▶ _STUDY MATERIAL_
/// Media type constants for the artifacts a bundle is made of
pub mod media_type {
    /// OCI image manifest, used for the bundle root manifest
    pub const OCI_MANIFEST: &str = "application/vnd.oci.image.manifest.v1+json";

    /// OCI image index, used for the per-platform index at the bundle tag
    pub const OCI_INDEX: &str = "application/vnd.oci.image.index.v1+json";

    /// Docker schema 2 manifest, accepted when fetching package sources
    pub const DOCKER_MANIFEST: &str = "application/vnd.docker.distribution.manifest.v2+json";

    /// Docker manifest list, accepted when fetching package sources
    pub const DOCKER_MANIFEST_LIST: &str =
        "application/vnd.docker.distribution.manifest.list.v2+json";

    /// Opaque blob layer (bundle metadata, signature)
    pub const LAYER_BLOB: &str = "application/vnd.stowage.layer.v1.blob";

    /// Bundle config blob
    pub const CONFIG: &str = "application/vnd.stowage.config.v1+json";

    /// Manifest media types accepted on pull
    pub const ACCEPTED_MANIFESTS: &[&str] = &[
        OCI_MANIFEST,
        OCI_INDEX,
        DOCKER_MANIFEST,
        DOCKER_MANIFEST_LIST,
    ];
}

/// Well-known annotation keys read by registry UIs
pub mod annotation {
    pub const TITLE: &str = "org.opencontainers.image.title";
    pub const DESCRIPTION: &str = "org.opencontainers.image.description";
    pub const VERSION: &str = "org.opencontainers.image.version";
    pub const URL: &str = "org.opencontainers.image.url";
    pub const AUTHORS: &str = "org.opencontainers.image.authors";
    pub const DOCUMENTATION: &str = "org.opencontainers.image.documentation";
    pub const SOURCE: &str = "org.opencontainers.image.source";
    pub const VENDOR: &str = "org.opencontainers.image.vendor";
}

/// Conventional layer filenames inside a bundle
pub mod filename {
    /// Title of the bundle metadata layer
    pub const BUNDLE_YAML: &str = "bundle.yaml";

    /// Title of the detached signature layer
    pub const BUNDLE_YAML_SIGNATURE: &str = "bundle.yaml.sig";
}

/// Platform constants for bundle indexes
pub mod platform {
    /// OS marker for bundles, which are not tied to one operating system
    pub const MULTI_OS: &str = "multi";
}

/// Scheme prefix for registry locations
pub const OCI_SCHEME: &str = "oci://";

/// OCI runtime spec version recorded in the bundle config blob
pub const OCI_VERSION: &str = "1.0.1";

/// Kind written into bundle files that omit it
pub const BUNDLE_KIND: &str = "Bundle";
use clap::{Parser, Subcommand};
use std::path::PathBuf;

#[derive(Parser)]
#[command(name = "stowage")]
#[command(author, version, about, long_about = None)]
pub struct Cli {
    #[command(subcommand)]
    pub command: Commands,

    /// Enable verbose logging
    #[arg(short, long, global = true)]
    pub verbose: bool,
}

#[derive(Subcommand)]
pub enum Commands {
    /// Publish a bundle and its packages to an OCI registry
    Publish {
        /// Path to the bundle file
        #[arg(value_name = "BUNDLE_FILE")]
        bundle: PathBuf,

        /// Registry location to publish under (e.g. ghcr.io/example/bundles)
        #[arg(value_name = "DESTINATION", env = "STOWAGE_REPO")]
        destination: Option<String>,

        /// Detached signature of the bundle file
        #[arg(long, value_name = "FILE")]
        signature: Option<PathBuf>,

        /// Talk to the registry over plain HTTP
        #[arg(long)]
        insecure: bool,
    },
    /// Print the index or manifest stored at a reference
    Inspect {
        /// Bundle reference (e.g. ghcr.io/example/bundles/core:0.1.0)
        #[arg(value_name = "REFERENCE")]
        reference: String,

        /// Talk to the registry over plain HTTP
        #[arg(long)]
        insecure: bool,
    },
    /// Download a published bundle's manifest, metadata and signature
    Pull {
        /// Bundle reference (e.g. ghcr.io/example/bundles/core:0.1.0)
        #[arg(value_name = "REFERENCE")]
        reference: String,

        /// Architecture to pull (defaults to the host's)
        #[arg(long)]
        arch: Option<String>,

        /// Directory to write into
        #[arg(short, long, value_name = "DIR", default_value = ".")]
        output: PathBuf,

        /// Talk to the registry over plain HTTP
        #[arg(long)]
        insecure: bool,
    },
    /// Show version information
    Version,
}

▶ _EXERCISE PROMPT_
Extract every entry in the listing word for word.

▶ _SOLVED PROBLEM_
/// Media type constants for the artifacts a bundle is made of
pub mod media_type {
    /// OCI image manifest, used for the bundle root manifest
    pub const OCI_MANIFEST: &str = "application/vnd.oci.image.manifest.v1+json";

    /// OCI image index, used for the per-platform index at the bundle tag
    pub const OCI_INDEX: &str = "application/vnd.oci.image.index.v1+json";

    /// Docker schema 2 manifest, accepted when fetching package sources
    pub const DOCKER_MANIFEST: &str = "application/vnd.docker.distribution.manifest.v2+json";

    /// Docker manifest list, accepted when fetching package sources
    pub const DOCKER_MANIFEST_LIST: &str =
        "application/vnd.docker.distribution.manifest.list.v2+json";

    /// Opaque blob layer (bundle metadata, signature)
    pub const LAYER_BLOB: &str = "application/vnd.stowage.layer.v1.blob";

    /// Bundle config blob
    pub const CONFIG: &str = "application/vnd.stowage.config.v1+json";

    /// Manifest media types accepted on pull
    pub const ACCEPTED_MANIFESTS: &[&str] = &[
        OCI_MANIFEST,
        OCI_INDEX,
        DOCKER_MANIFEST,
        DOCKER_MANIFEST_LIST,
    ];
}

/// Well-known annotation keys read by registry UIs
pub mod annotation {
    pub const TITLE: &str = "org.opencontainers.image.title";
    pub const DESCRIPTION: &str = "org.opencontainers.image.description";
    pub const VERSION: &str = "org.opencontainers.image.version";
    pub const URL: &str = "org.opencontainers.image.url";
    pub const AUTHORS: &str = "org.opencontainers.image.authors";
    pub const DOCUMENTATION: &str = "org.opencontainers.image.documentation";
    pub const SOURCE: &str = "org.opencontainers.image.source";
    pub const VENDOR: &str = "org.opencontainers.image.vendor";
}

/// Conventional layer filenames inside a bundle
pub mod filename {
    /// Title of the bundle metadata layer
    pub const BUNDLE_YAML: &str = "bundle.yaml";

    /// Title of the detached signature layer
    pub const BUNDLE_YAML_SIGNATURE: &str = "bundle.yaml.sig";
}

/// Platform constants for bundle indexes
pub mod platform {
    /// OS marker for bundles, which are not tied to one operating system
    pub const MULTI_OS: &str = "multi";
}

/// Scheme prefix for registry locations
pub const OCI_SCHEME: &str = "oci://";

/// OCI runtime spec version recorded in the bundle config blob
pub const OCI_VERSION: &str = "1.0.1";

/// Kind written into bundle files that omit it
pub const BUNDLE_KIND: &str = "Bundle";
use clap::{Parser, Subcommand};
use std::path::PathBuf;

#[derive(Parser)]
#[command(name = "stowage")]
#[command(author, version, about, long_about = None)]
pub struct Cli {
    #[command(subcommand)]
    pub command: Commands,

    /// Enable verbose logging
    #[arg(short, long, global = true)]
    pub verbose: bool,
}

#[derive(Subcommand)]
pub enum Commands {
    /// Publish a bundle and its packages to an OCI registry
    Publish {
        /// Path to the bundle file
        #[arg(value_name = "BUNDLE_FILE")]
        bundle: PathBuf,

        /// Registry location to publish under (e.g. ghcr.io/example/bundles)
        #[arg(value_name = "DESTINATION", env = "STOWAGE_REPO")]
        destination: Option<String>,

        /// Detached signature of the bundle file
        #[arg(long, value_name = "FILE")]
        signature: Option<PathBuf>,

        /// Talk to the registry over plain HTTP
        #[arg(long)]
        insecure: bool,
    },
    /// Print the index or manifest stored at a reference
    Inspect {
        /// Bundle reference (e.g. ghcr.io/example/bundles/core:0.1.0)
        #[arg(value_name = "REFERENCE")]
        reference: String,

        /// Talk to the registry over plain HTTP
        #[arg(long)]
        insecure: bool,
    },
    /// Download a published bundle's manifest, metadata and signature
    Pull {
        /// Bundle reference (e.g. ghcr.io/example/bundles/core:0.1.0)
        #[arg(value_name = "REFERENCE")]
        reference: String,

        /// Architecture to pull (defaults to the host's)
        #[arg(long)]
        arch: Option<String>,

        /// Directory to write into
        #[arg(short, long, value_name = "DIR", default_value = ".")]
        output: PathBuf,

        /// Talk to the registry over plain HTTP
        #[arg(long)]
        insecure: bool,
    },
    /// Show version information
    Version,
}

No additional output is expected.